# Brief:
Among the lines below, keep only those from the one containing "filename cli/tests/unit/main.rs" through the one containing "query transfer status", and reproduce them exactly.

# Records provided:

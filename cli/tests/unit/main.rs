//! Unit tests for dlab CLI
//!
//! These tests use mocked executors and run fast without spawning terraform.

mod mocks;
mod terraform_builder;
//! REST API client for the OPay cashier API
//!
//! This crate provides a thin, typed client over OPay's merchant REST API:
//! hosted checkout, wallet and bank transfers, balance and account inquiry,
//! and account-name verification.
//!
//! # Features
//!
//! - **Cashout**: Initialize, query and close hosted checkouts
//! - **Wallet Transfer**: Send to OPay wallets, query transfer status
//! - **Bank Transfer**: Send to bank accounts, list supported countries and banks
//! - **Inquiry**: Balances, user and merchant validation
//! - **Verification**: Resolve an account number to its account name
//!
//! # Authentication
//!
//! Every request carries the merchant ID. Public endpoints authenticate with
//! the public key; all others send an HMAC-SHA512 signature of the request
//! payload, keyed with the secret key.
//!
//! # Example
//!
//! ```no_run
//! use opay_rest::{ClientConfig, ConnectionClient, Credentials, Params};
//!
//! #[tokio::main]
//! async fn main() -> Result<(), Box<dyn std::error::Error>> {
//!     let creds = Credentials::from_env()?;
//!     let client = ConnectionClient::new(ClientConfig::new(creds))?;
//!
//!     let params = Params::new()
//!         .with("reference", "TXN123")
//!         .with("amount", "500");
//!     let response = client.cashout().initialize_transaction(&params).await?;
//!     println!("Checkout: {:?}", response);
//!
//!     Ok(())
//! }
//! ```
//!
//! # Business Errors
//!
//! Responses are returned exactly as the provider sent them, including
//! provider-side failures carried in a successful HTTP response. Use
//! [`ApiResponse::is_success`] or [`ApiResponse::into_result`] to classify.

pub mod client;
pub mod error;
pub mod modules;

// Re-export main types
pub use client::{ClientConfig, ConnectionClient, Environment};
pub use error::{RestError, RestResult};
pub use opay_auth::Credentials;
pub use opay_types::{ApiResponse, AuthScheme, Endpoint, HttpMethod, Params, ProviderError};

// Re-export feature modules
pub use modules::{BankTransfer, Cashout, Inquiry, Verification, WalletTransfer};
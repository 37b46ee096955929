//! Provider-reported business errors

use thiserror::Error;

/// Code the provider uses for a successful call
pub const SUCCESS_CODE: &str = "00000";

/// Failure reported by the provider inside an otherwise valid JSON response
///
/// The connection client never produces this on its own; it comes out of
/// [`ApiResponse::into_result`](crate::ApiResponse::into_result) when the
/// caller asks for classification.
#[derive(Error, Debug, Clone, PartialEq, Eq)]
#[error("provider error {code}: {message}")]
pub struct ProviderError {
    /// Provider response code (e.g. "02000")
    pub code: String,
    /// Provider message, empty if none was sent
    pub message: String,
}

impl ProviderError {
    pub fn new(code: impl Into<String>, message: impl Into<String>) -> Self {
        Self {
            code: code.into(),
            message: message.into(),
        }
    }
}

* * *

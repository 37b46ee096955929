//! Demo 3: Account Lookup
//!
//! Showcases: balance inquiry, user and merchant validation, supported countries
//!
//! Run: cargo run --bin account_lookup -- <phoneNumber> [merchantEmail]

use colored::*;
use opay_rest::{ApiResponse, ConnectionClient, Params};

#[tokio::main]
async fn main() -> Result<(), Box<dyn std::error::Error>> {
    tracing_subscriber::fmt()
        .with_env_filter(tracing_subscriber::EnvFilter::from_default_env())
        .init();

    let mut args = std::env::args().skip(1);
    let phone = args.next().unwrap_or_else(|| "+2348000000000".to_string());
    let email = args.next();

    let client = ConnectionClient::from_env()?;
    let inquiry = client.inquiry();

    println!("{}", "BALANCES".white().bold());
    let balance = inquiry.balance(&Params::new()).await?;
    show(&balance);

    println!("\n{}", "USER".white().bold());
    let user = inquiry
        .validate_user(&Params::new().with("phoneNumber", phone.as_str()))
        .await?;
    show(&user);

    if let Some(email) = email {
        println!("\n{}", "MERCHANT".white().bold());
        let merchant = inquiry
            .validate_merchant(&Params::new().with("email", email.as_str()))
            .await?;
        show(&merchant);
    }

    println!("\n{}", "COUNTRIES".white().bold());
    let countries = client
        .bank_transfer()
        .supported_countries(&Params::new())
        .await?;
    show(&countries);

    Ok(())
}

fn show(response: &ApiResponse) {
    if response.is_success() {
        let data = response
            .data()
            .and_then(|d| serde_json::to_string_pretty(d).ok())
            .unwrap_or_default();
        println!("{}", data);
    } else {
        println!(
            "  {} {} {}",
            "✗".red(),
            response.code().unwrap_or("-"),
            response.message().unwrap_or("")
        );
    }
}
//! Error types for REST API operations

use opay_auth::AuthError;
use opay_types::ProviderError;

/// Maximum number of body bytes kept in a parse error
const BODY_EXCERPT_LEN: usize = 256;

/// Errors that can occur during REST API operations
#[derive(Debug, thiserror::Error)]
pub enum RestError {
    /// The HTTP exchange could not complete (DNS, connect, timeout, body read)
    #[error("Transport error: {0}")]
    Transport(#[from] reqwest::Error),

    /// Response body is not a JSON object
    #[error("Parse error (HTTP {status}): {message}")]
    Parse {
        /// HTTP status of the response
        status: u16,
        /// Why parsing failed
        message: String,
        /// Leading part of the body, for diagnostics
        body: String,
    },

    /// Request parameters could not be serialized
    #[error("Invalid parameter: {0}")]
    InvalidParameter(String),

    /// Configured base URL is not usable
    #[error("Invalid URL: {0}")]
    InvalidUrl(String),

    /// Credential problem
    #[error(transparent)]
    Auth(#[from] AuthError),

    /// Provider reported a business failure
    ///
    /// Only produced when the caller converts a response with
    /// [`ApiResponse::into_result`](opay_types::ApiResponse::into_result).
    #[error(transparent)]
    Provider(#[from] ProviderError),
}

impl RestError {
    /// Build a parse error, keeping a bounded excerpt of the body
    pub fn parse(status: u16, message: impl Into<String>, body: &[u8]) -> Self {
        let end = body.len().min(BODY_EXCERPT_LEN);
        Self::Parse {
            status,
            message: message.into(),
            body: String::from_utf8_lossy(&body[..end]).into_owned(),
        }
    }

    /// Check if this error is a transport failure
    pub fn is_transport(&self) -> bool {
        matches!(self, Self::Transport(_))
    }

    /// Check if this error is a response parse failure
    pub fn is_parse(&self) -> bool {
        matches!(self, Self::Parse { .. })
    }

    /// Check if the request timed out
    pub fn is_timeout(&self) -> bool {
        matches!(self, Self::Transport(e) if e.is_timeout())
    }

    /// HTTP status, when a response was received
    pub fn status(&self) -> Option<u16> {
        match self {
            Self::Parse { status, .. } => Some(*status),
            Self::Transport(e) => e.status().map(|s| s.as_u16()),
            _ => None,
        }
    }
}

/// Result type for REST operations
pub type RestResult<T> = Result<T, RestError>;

# Reply:
filename cli/tests/unit/main.rs
//! Unit tests for dlab CLI
//!
//! These tests use mocked executors and run fast without spawning terraform.

mod mocks;
mod terraform_builder;
//! REST API client for the OPay cashier API
//!
//! This crate provides a thin, typed client over OPay's merchant REST API:
//! hosted checkout, wallet and bank transfers, balance and account inquiry,
//! and account-name verification.
//!
//! # Features
//!
//! - **Cashout**: Initialize, query and close hosted checkouts
//! - **Wallet Transfer**: Send to OPay wallets, query transfer status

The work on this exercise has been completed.